[WHAT IS EXPECTED] Return every line of the data below that includes the string "write".

══ EXTRACTED INFORMATION ══

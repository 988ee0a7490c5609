/*!
Single-source shortest paths on graphs with non-negative edge weights.

Two variants of Dijkstra's algorithm are provided, selected per call via [`DijkstraStrategy`]:
- [`DijkstraStrategy::Heap`] uses a binary heap with lazy deletion in `O((n + m) log m)`,
- [`DijkstraStrategy::Vector`] scans all vertices for the closest unexplored one in `O(n^2)`.

Both compute identical distances. On ties between equally short paths they may choose
different parents, so the resulting shortest-path trees can differ.
*/

use std::{cmp::Ordering, collections::BinaryHeap, fmt::Display, str::FromStr};

use stream_bitset::prelude::*;
use tracing::debug;

use super::*;

/// Selects the variant of Dijkstra's algorithm
#[derive(Debug, Copy, Clone, Default, PartialEq, Eq, Hash)]
pub enum DijkstraStrategy {
    /// Binary heap with lazy deletion
    #[default]
    Heap,
    /// Linear scan over a plain distance vector
    Vector,
}

impl DijkstraStrategy {
    /// Maps the classic `use_vector_only` switch onto a strategy
    pub fn from_use_vector_only(use_vector_only: bool) -> Self {
        if use_vector_only { Self::Vector } else { Self::Heap }
    }
}

impl FromStr for DijkstraStrategy {
    type Err = GraphError;

    fn from_str(s: &str) -> GraphResult<Self> {
        match s.to_lowercase().as_str() {
            "heap" => Ok(Self::Heap),
            "vector" => Ok(Self::Vector),
            _ => Err(GraphError::Parse(format!("Unknown DijkstraStrategy: {s}"))),
        }
    }
}

impl Display for DijkstraStrategy {
    fn fmt(&self, f: &mut std::fmt::Formatter<'_>) -> std::fmt::Result {
        match self {
            Self::Heap => write!(f, "heap"),
            Self::Vector => write!(f, "vector"),
        }
    }
}

/// Shortest-path tree of a single Dijkstra run.
///
/// `dists[v]` is `f64::INFINITY` for unreached vertices and for slot `0`; `parents` follows the
/// same conventions as [`TraversalTree::parents`].
#[derive(Debug, Clone, PartialEq)]
pub struct ShortestPaths {
    source: Node,
    dists: Vec<Weight>,
    parents: Vec<Option<Node>>,
}

impl ShortestPaths {
    fn unreached(n: NumNodes, source: Node) -> Self {
        let mut paths = Self {
            source,
            dists: vec![Weight::INFINITY; n as usize + 1],
            parents: vec![None; n as usize + 1],
        };
        paths.dists[source as usize] = 0.0;
        paths
    }

    /// Returns the source vertex
    pub fn source(&self) -> Node {
        self.source
    }

    /// Returns the length of a shortest path from the source to `v`,
    /// `f64::INFINITY` if none exists.
    /// ** Panics if `v > n` **
    pub fn dist(&self, v: Node) -> Weight {
        self.dists[v as usize]
    }

    /// Returns the predecessor of `v` on a shortest path. The source is its own parent.
    /// ** Panics if `v > n` **
    pub fn parent(&self, v: Node) -> Option<Node> {
        self.parents[v as usize]
    }

    /// Returns *true* if `v` is reachable from the source
    pub fn is_reached(&self, v: Node) -> bool {
        self.parent(v).is_some()
    }

    pub fn dists(&self) -> &[Weight] {
        &self.dists
    }

    pub fn parents(&self) -> &[Option<Node>] {
        &self.parents
    }

    /// Consumes the result and returns `(dists, parents)`
    pub fn into_parts(self) -> (Vec<Weight>, Vec<Option<Node>>) {
        (self.dists, self.parents)
    }

    /// Returns a shortest path from the source to `v`, see [`reconstruct_path`]
    pub fn path_to(&self, v: Node) -> GraphResult<Vec<Node>> {
        reconstruct_path(&self.parents, v)
    }
}

/// Entry of the priority queue: a tentative distance of `node`, found via `discoverer`.
///
/// `Ord` is reversed so that `BinaryHeap` pops the smallest `(dist, node, discoverer)` first.
#[derive(Debug, Copy, Clone)]
struct HeapEntry {
    dist: Weight,
    node: Node,
    discoverer: Node,
}

impl Ord for HeapEntry {
    fn cmp(&self, other: &Self) -> Ordering {
        other
            .dist
            .total_cmp(&self.dist)
            .then_with(|| other.node.cmp(&self.node))
            .then_with(|| other.discoverer.cmp(&self.discoverer))
    }
}

impl PartialOrd for HeapEntry {
    fn partial_cmp(&self, other: &Self) -> Option<Ordering> {
        Some(self.cmp(other))
    }
}

impl PartialEq for HeapEntry {
    fn eq(&self, other: &Self) -> bool {
        self.cmp(other) == Ordering::Equal
    }
}

impl Eq for HeapEntry {}

/// Dijkstra's algorithm for every graph with weighted adjacencies
pub trait ShortestPath: WeightedAdjacencyList {
    /// Computes shortest paths from `s` to all vertices.
    ///
    /// All weights are checked before the search starts.
    ///
    /// # Errors
    /// - [`GraphError::VertexOutOfRange`] if `s` is not in `1..=n`,
    /// - [`GraphError::NegativeWeight`] if any edge weight is negative (or NaN).
    ///
    /// # Examples
    /// ```
    /// use graphprops::{prelude::*, algo::*};
    ///
    /// let g = WeightedGraph::from_edges(
    ///     3,
    ///     [(1, 2, 1.0), (2, 3, 1.0), (1, 3, 5.0)],
    ///     Representation::List,
    /// )
    /// .unwrap();
    ///
    /// let paths = g.dijkstra(1, DijkstraStrategy::Heap).unwrap();
    /// assert_eq!(&paths.dists()[1..], &[0.0, 1.0, 2.0]);
    /// assert_eq!(paths.parent(3), Some(2));
    /// ```
    fn dijkstra(&self, s: Node, strategy: DijkstraStrategy) -> GraphResult<ShortestPaths> {
        if !self.contains_vertex(s) {
            return Err(GraphError::VertexOutOfRange {
                vertex: s as i64,
                n: self.number_of_nodes(),
            });
        }

        if let Some(WeightedEdge(u, v, weight)) = self
            .weighted_edges()
            .find(|e| !(e.weight() >= 0.0))
        {
            return Err(GraphError::NegativeWeight { u, v, weight });
        }

        debug!(source = s, %strategy, "running dijkstra");
        Ok(match strategy {
            DijkstraStrategy::Heap => dijkstra_heap(self, s),
            DijkstraStrategy::Vector => dijkstra_vector(self, s),
        })
    }

    /// Returns the length of a shortest path between `u` and `v` (heap variant),
    /// `f64::INFINITY` if they are not connected.
    ///
    /// # Errors
    /// See [`ShortestPath::dijkstra`]; additionally fails if `v` is not in `1..=n`.
    fn dist_weighted(&self, u: Node, v: Node) -> GraphResult<Weight> {
        if !self.contains_vertex(v) {
            return Err(GraphError::VertexOutOfRange {
                vertex: v as i64,
                n: self.number_of_nodes(),
            });
        }
        Ok(self.dijkstra(u, DijkstraStrategy::Heap)?.dist(v))
    }
}

impl<G> ShortestPath for G where G: WeightedAdjacencyList {}

/// Heap variant with lazy deletion; weights must already be validated
fn dijkstra_heap<G: WeightedAdjacencyList>(graph: &G, s: Node) -> ShortestPaths {
    let n = graph.number_of_nodes();
    let mut paths = ShortestPaths::unreached(n, s);
    let mut finalized = NodeBitSet::new(n + 1);

    let mut heap = BinaryHeap::from([HeapEntry {
        dist: 0.0,
        node: s,
        discoverer: s,
    }]);

    while let Some(HeapEntry {
        dist,
        node: u,
        discoverer,
    }) = heap.pop()
    {
        // stale entry of an already finalized vertex
        if finalized.set_bit(u) {
            continue;
        }
        paths.parents[u as usize] = Some(discoverer);

        for WeightedNeighbor { node: v, weight } in graph.weighted_neighbors_of(u) {
            if finalized.get_bit(v) {
                continue;
            }

            let candidate = dist + weight;
            if paths.dists[v as usize] >= candidate {
                paths.dists[v as usize] = candidate;
                heap.push(HeapEntry {
                    dist: candidate,
                    node: v,
                    discoverer: u,
                });
            }
        }
    }

    paths
}

/// Linear-scan variant; weights must already be validated
fn dijkstra_vector<G: WeightedAdjacencyList>(graph: &G, s: Node) -> ShortestPaths {
    let n = graph.number_of_nodes();
    let mut paths = ShortestPaths::unreached(n, s);
    paths.parents[s as usize] = Some(s);
    let mut explored = NodeBitSet::new(n + 1);

    loop {
        // closest unexplored vertex with finite distance, lowest index on ties
        let mut closest: Option<(Node, Weight)> = None;
        for v in graph.vertices() {
            let dist = paths.dists[v as usize];
            if !explored.get_bit(v)
                && dist.is_finite()
                && closest.is_none_or(|(_, best)| dist < best)
            {
                closest = Some((v, dist));
            }
        }

        let Some((u, dist)) = closest else {
            break;
        };
        explored.set_bit(u);

        for WeightedNeighbor { node: v, weight } in graph.weighted_neighbors_of(u) {
            if explored.get_bit(v) {
                continue;
            }

            let candidate = dist + weight;
            if paths.dists[v as usize] >= candidate {
                paths.dists[v as usize] = candidate;
                paths.parents[v as usize] = Some(u);
            }
        }
    }

    paths
}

═══

[TASK ANSWER]
            Self::Heap => write!(f, "heap"),
            Self::Vector => write!(f, "vector"),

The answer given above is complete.